Tuesday, 10 April 2007

Disaster in the office

Earlier this month our PDC (Primary Domain Controller) for our internal office network gave up the ghost. I guess this was not that surprising considering it was running on an Windows NT server set up in 2000. What I was unaware of however was the disruption it would cause within our office. It did the authentication of all staff computer logins and Microsoft Exchange 5.5, which was managing all our bidorbuy.co.za domain email. Without the PDC no one could login to their PCs, get access to their mail or access the file server. While we had backups of all our data we did not have a backup of the PDC so what a disaster it turned out to be.
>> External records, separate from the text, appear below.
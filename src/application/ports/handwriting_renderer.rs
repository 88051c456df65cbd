//! Handwriting Renderer Port - 手写图片渲染抽象

use async_trait::async_trait;
use thiserror::Error;

use crate::domain::image::RasterImage;

/// 渲染错误
#[derive(Debug, Error)]
pub enum RenderError {
    #[error("Network error: {0}")]
    NetworkError(String),

    /// `status` 为 HTTP 状态码；服务以 `success: false` 拒绝时为 None
    #[error("Service error: {message}")]
    ServiceError {
        status: Option<u16>,
        message: String,
    },

    #[error("Unexpected content type: {0}")]
    UnexpectedContentType(String),

    #[error("Invalid image: {0}")]
    InvalidImage(String),

    #[error("Placeholder rendering failed: {0}")]
    Placeholder(String),
}

impl RenderError {
    /// 传输层失败和非 JSON 响应可以重试；服务明确返回的失败不重试
    pub fn is_retryable(&self) -> bool {
        match self {
            RenderError::NetworkError(_) | RenderError::UnexpectedContentType(_) => true,
            RenderError::ServiceError { status, .. } => status.is_some(),
            RenderError::InvalidImage(_) | RenderError::Placeholder(_) => false,
        }
    }
}

/// 单段渲染请求
#[derive(Debug, Clone, PartialEq)]
pub struct RenderRequest {
    /// 要书写的文本
    pub input_text: String,
    /// 手写风格参考图（纯 Base64，不带 data URI 前缀）
    pub style_image: Option<String>,
    pub steps: u32,
    pub guidance_scale: f64,
}

/// Handwriting Renderer Port
#[async_trait]
pub trait HandwritingRendererPort: Send + Sync {
    async fn render(&self, request: &RenderRequest) -> Result<RasterImage, RenderError>;

    async fn health_check(&self) -> bool {
        true
    }
}

#[cfg(test)]
mod tests {
    use super::*;

    #[test]
    fn test_retryable_classification() {
        assert!(RenderError::NetworkError("reset".into()).is_retryable());
        assert!(RenderError::UnexpectedContentType("text/html".into()).is_retryable());
        assert!(RenderError::ServiceError {
            status: Some(502),
            message: "bad gateway".into()
        }
        .is_retryable());
        assert!(!RenderError::ServiceError {
            status: None,
            message: "Generation failed".into()
        }
        .is_retryable());
        assert!(!RenderError::InvalidImage("truncated".into()).is_retryable());
    }
}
Fortunately we had been planning to switch over to the new Google Apps service offering an outsourced managed solution for your domain's emails. After realising we were in over our heads restoring Exchange 5.5 (for which we no longer even had the original installation disks) we decided to do an emergency switch over to Google Apps Premium Edition. Within a few hours we had all staff set up with a web based gmail account using their bidorbuy.co.za email address. We had also already switched over to a help desk solution called Cerberus for our company support emails, which simply pops emails from the respective gmail account. Each gmail account has 10GB of storage, which of course is plenty.

So far all this has worked out great. I am using a single Gmail account for all my email requirements (at work I still use Outlook to receive and send emails through my gmail account). The best part is the spam filter on gmail is brilliant (I seem to get about 2 spam emails for every legit email). It is also a treat not having to use clunky IMAP to check my emails when out of the office. The main down side is emailing large attachments (using normal client side pop and smtp) and the delay of internal email between staff. However overall the pros seem to far outweigh the cons.

I am also using Google docs and Google calendar (which is now also synced with my Outlook client at work although I am still trying to figure out what is the best syncing tool to use). I am quite impressed with Google spreadsheets. Although it does not come close to Excel in functionality, it serves our purposes for managing our development task list. With one of our developers based in New Zealand it is proving a great way to manage our projects (sure beats emailing a spreadsheet back and forth, which easily gets out of sync).

Now we are in the process of switching over our internal office servers to Linux only. We will only have a PDC (backed up) and a file server running internally. Everything else will be managed outside the office.

The only problem is we still do not have access to all our past emails in Exchange so if any one has a copy of the install disks for Microsoft Exchange 5.5 please let me know (apparently this is what we need to restore it without the original PDC).


henkk said...

Google Apps is definitely the way to go. Just wish the Calendar API was two way (you can write a script to read FROM Google Calendar, but not to write TO it)

If you're looking for a really nifty way to manage your development projects, look no further than Basecamp (www.basecamphq.com).

Andy Higgins said...

Actually the tool I am using to sync my Google calendar is two way. Its called Companion Link: http://www.companionlink.com/google-apps

It seems to work quite well - the only thing I don't like is having to manually tell it to sync (although it is simply a click of the mouse). I think there is one out there that will automatically sync both ways but I still need to test it.

Anonymous said...

Dammit! I forgot to give it to you on Friday, Andy, but I have managed to source a Exchange 5.5 CD for you.

Please remind me to give it to you tomorrow if I don't remember.